Pritchett told 911 dispatchers that she and Glaze had a fight and that he would not put down the knife he had been carrying around.
Concerned by the way Glaze was acting, Pritchett told WTTW News she sought refuge in the corner of the bedroom and picked up a screwdriver.
“He won’t let me out of my room,” Pritchett told the dispatcher. “He got a knife in his hand.”
It took officers just five minutes to arrive at the Albany Terrace Apartments, a building for seniors managed by the Chicago Housing Authority in the 3000 block of West 21st Place, to respond to Pritchett’s calls for help, records show.
Before the officers arrived, Pritchett left the apartment and sought refuge with a neighbor.
Glaze’s encounter with the two officers, which was captured on their body-worn cameras, began as one knocks on the door of the sixth-floor apartment, which swings open.
The officer calls out “Chicago police,” according to the recording.
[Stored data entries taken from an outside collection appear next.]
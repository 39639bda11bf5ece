use serde::{Deserialize, Serialize};

use crate::{MailflowError, Result, common::Vars, graph::Directive, model::GraphModel};

/// node id
pub type NodeId = String;

/// Payload key holding an agent node's nested graph.
pub const AGENT_GRAPH_KEY: &str = "graph";

/// What a node stands for. Only the bundling rules and agent nesting look at
/// it; everything else about the payload is opaque to the engine.
#[derive(Serialize, Deserialize, Debug, Clone, Copy, PartialEq, Eq, Hash, strum::AsRefStr, strum::EnumString, strum::Display)]
#[serde(rename_all = "snake_case")]
#[strum(serialize_all = "snake_case")]
pub enum NodeKind {
    System,
    Instruction,
    /// Reference to a nested workflow run by its own graph executor.
    Agent,
    /// Tool capability; only reachable through bundle edges.
    Tool,
    /// Action selection; only reachable through bundle edges.
    Directive,
}

impl NodeKind {
    /// Kinds that can only be merged into an action node.
    pub fn is_bundle_target(&self) -> bool {
        matches!(self, NodeKind::Tool | NodeKind::Directive)
    }
}

#[derive(Serialize, Deserialize, Debug, Clone, PartialEq)]
pub struct Node {
    /// node id
    pub id: NodeId,
    /// node kind
    pub kind: NodeKind,
    /// node title
    #[serde(default)]
    pub title: String,
    /// opaque content supplied by the payload producer
    #[serde(default)]
    pub payload: Vars,
}

impl Node {
    pub fn new(
        id: impl Into<NodeId>,
        kind: NodeKind,
        payload: Vars,
    ) -> Self {
        Self {
            id: id.into(),
            kind,
            title: String::new(),
            payload,
        }
    }

    pub fn system(
        id: impl Into<NodeId>,
        content: impl Serialize,
    ) -> Self {
        Self::new(id, NodeKind::System, Vars::new().with("content", content))
    }

    pub fn instruction(
        id: impl Into<NodeId>,
        content: impl Serialize,
    ) -> Self {
        Self::new(id, NodeKind::Instruction, Vars::new().with("content", content))
    }

    pub fn tool(
        id: impl Into<NodeId>,
        name: &str,
    ) -> Self {
        Self::new(id, NodeKind::Tool, Vars::new().with("name", name))
    }

    pub fn directive(
        id: impl Into<NodeId>,
        action: &str,
        action_kwargs: Vars,
    ) -> Self {
        Self::new(id, NodeKind::Directive, Vars::new().with("action", action).with("action_kwargs", action_kwargs))
    }

    /// Agent node wrapping a nested workflow.
    pub fn agent(
        id: impl Into<NodeId>,
        graph: &GraphModel,
    ) -> Self {
        Self::new(id, NodeKind::Agent, Vars::new().with(AGENT_GRAPH_KEY, graph))
    }

    pub fn titled(
        mut self,
        title: impl Into<String>,
    ) -> Self {
        self.title = title.into();
        self
    }

    /// Reads the action selection carried by a directive node.
    pub fn as_directive(&self) -> Result<Directive> {
        if self.kind != NodeKind::Directive {
            return Err(MailflowError::InvalidBundle {
                node: self.id.clone(),
                kind: self.kind.to_string(),
            });
        }
        let value: serde_json::Value = self.payload.clone().into();
        serde_json::from_value(value).map_err(|e| MailflowError::Convert(format!("invalid directive {}: {}", self.id, e)))
    }

    /// Reads the nested workflow carried by an agent node.
    pub fn nested_graph(&self) -> Result<GraphModel> {
        if self.kind != NodeKind::Agent {
            return Err(MailflowError::Structure(format!("node {} is not an agent node", self.id)));
        }
        self.payload
            .get::<GraphModel>(AGENT_GRAPH_KEY)
            .ok_or(MailflowError::Structure(format!("agent node {} carries no '{}' payload", self.id, AGENT_GRAPH_KEY)))
    }
}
The video captures Glaze calling out “Chicago police” before he is visible to the officers. Seconds later he comes around a corner toward the door, according to the video.
“What’s going on,” an officer says.
“Nothing,” Glaze says, as he swings one arm around his back, shifting the knife he is carrying from his left hand to his right hand.
As the officers back away from Glaze, he emerges through the apartment door and raises the knife, according to the video. Seconds later, both officers open fire, hitting him 16 times and grazing him once, records show.
After Glaze hits the floor, officers tell him to stop moving and handcuff him before calling for an ambulance, according to the video.
The Civilian Office of Police Accountability, known as COPA, is probing the shooting, and has yet to determine whether the actions of the two officers were justified. Both officers have returned to patrol after spending 30 days assigned to administrative duties, as required by department policy after a fatal shooting, according to a department spokesperson.
Pritchett said Glaze’s death had been “very traumatic.”
“Every single aspect of my life has been upended,” said Pritchett, who still lives in the apartment just steps from where Glaze was killed and is struggling to pay her bills after an online fundraiser stalled.